Story by Mass Communication Specialist 3rd Class Mason Gillan // Staff Writer
Since 1775, Sailors have always been a mainstay in the effort to project Naval power and maintain freedom of navigation and trade around the world. The Navy was originally made up of three rates that have lasted through centuries of change and innovation, one of those being the Boatswain’s Mate. Aboard aircraft carrier USS Harry S. Truman (CVN 75) the Sailors of Deck department handle and upkeep the ship’s 100,000 tons of steel, showcasing the standard for what it means to be a Sailor.
“This is probably the most humbling experience I’ve had since I joined the Navy,” said Lt. Cmdr. Russell Goff, Deck department’s first lieutenant. “This team has truly embraced the Navy core values. The leaders who work beside me are of high moral character. They truly believe in molding and shaping a Sailor from the inside so our Sailors will learn what it means to be successful.”
U.S. Sailors have built a reputation upon the core values: honor, courage, and commitment. However, that proud heritage wasn’t built overnight. It has taken 240 years to reach this point.
“Our Sailors are known for their hard work and dedication, it’s been that way for hundreds of years,” said Senior Chief Boatswain’s Mate Louis Peters, Deck department’s departmental leading chief petty officer. “It is by no means easy to be a Boatswain’s Mate, but the Sailors of my department do a great job because they love what they do and I’m proud to be a part of this community.”
A chain is only as strong as it’s weakest link and Goff said he couldn’t be more proud of his fellow leaders who ensure that every Boatswain’s Mate is forged of the toughest mettle.
“It has been a real privilege to work with my officers and chiefs because of their leadership abilities,” said Goff. “They are extremely qualified, bad to the bone and the best Boatswain’s Mates in the fleet. I have never seen a more outstanding group of leaders in my whole 30 years of service.”

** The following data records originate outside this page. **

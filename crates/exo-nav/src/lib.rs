//! Camera navigation: the overview / transitioning / focused state machine
//! and the free-orbit controls used while a star is focused.

pub mod orbit_controls;
pub mod state;
pub mod transition;

pub use orbit_controls::OrbitControls;
pub use state::{
    CameraView, FocusTarget, NavEffect, NavEvent, NavMode, NavigationParams, NavigationState,
};
pub use transition::{CameraTransition, TransitionDirection};
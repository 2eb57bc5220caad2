//! Per-user directories for config files and logs.

use std::io;
use std::path::{Path, PathBuf};

const APP_NAME: &str = "exoplanets";

#[derive(Debug, thiserror::Error)]
pub enum PlatformError {
    #[error("could not determine OS configuration directory")]
    NoConfigDir,
    #[error("platform I/O error: {0}")]
    Io(#[from] io::Error),
}

/// Where the explorer keeps its files (XDG on Linux, Known Folders on
/// Windows, Library on macOS).
#[derive(Debug, Clone, PartialEq, Eq)]
pub struct PlatformDirs {
    /// `config.ron` lives here.
    pub config_dir: PathBuf,
    pub log_dir: PathBuf,
}

impl PlatformDirs {
    /// Resolve without touching the filesystem.
    pub fn resolve() -> Result<Self, PlatformError> {
        let base = dirs::config_dir().ok_or(PlatformError::NoConfigDir)?;
        Ok(Self::resolve_with_root(&base))
    }

    /// Directories rooted under `root` instead of the OS location.
    pub fn resolve_with_root(root: &Path) -> Self {
        let app_dir = root.join(APP_NAME);
        Self {
            config_dir: app_dir.join("config"),
            log_dir: app_dir.join("logs"),
        }
    }

    /// `--config` points straight at the config directory; logs go next to
    /// it.
    pub fn with_config_dir(config_dir: &Path) -> Self {
        Self {
            config_dir: config_dir.to_path_buf(),
            log_dir: config_dir.join("logs"),
        }
    }

    pub fn create_dirs(&self) -> Result<(), PlatformError> {
        std::fs::create_dir_all(&self.config_dir)?;
        std::fs::create_dir_all(&self.log_dir)?;
        Ok(())
    }
}
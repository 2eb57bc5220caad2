//! Scene side of the explorer: bodies and their visual resources, the
//! perspective camera, star/planet population, ray picking, and per-frame
//! orbit and rotation animation.

pub mod animation;
pub mod camera;
pub mod graph;
pub mod picking;
pub mod population;
pub mod texture;

pub use animation::{advance_orbits, apply_parallax, rotate_scene};
pub use camera::SceneCamera;
pub use graph::{
    Appearance, Body, BodyId, BodyKind, BodySpec, Orbit, SceneGraph, Visual, VisualPool,
};
pub use picking::{PickHit, Ray, pick, pick_at_pointer, viewport_to_ndc};
pub use population::{
    GenerationOutcome, PopulationParams, Populator, StatusMessage, SystemChoice,
};
pub use texture::{PlanetCategory, TextureKind, TextureSet, planet_category};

Joining the military is a big commitment with many responsibilities. For some Sailors it might even be their first job as an adult. That’s why it is important for the chain of command to establish a good foundation early in their Sailors’ career.
“We have the opportunity to be an extension to the parents of these 18 to 19 year olds who come out to the fleet,” said Chief Warrant Officer 2 Erik Allison. “When a parent sends their child into the Navy the expectation is that someone, somewhere, will guide these young men and women. That’s us. From the Boatswain’s Mate 3rd Classes up we develop leaders at a young age. There are 3rd Classes who are responsible for the safety and production of up to 15 Sailors. Our mindset, here, is that when we go pierside we will be the best looking ship in the fleet, it’s a pride our Sailors hold dear in all our evolutions.”
For some Sailors, deck department is a stepping-stone to their next job. Deck’s chain of command supports those Sailors who wish to strike into different ratings and offer skills that positively impact them for the rest of their military career.
Our unit cohesion and desire to fight through the challenge of starting our careers undesignated, or ‘from the bottom’ as some might say, is our responsibility,” said Lt. j.g. Kent Roseman. “We train every Sailor equally no matter what future a Sailor might desire. Even if a Sailor is going to leave the department for another rate, they still need a professional foundation to grow upon. No matter where you end up in the Navy you will never forget your time in Deck.”
Long days, hard work and black bitter coffee are things to expect while serving aboard an aircraft carrier. It’s not an easy life, but according to Chief Boatswain’s Mate Dena Reese, it’s the hard work from deployments that has brought Sailors together since the earliest days of the Navy.
“Deck department has always been a big family,” said Reese. “We work hard and we are professionals. When it is our time to shine we rock it. Being aboard this particular ship at this particular time especially takes it up a couple notches. We are on the front lines fighting the war on terror and not many people can say that. I’m really proud to be a part of this department.”
According to Boatswain’s Mate 1st Class Jeffrey Ellis, there is a great sense of pride that comes with years of working with quality leadership.
“It has been an honor to serve in Deck department aboard Truman,” said Ellis. “Deck department has always been good to me. I love being a Boatswain’s Mate and if there’s one thing I know it’s the amount of respect going up and down our chain of command that makes the Deck department aboard Truman the best in the fleet.”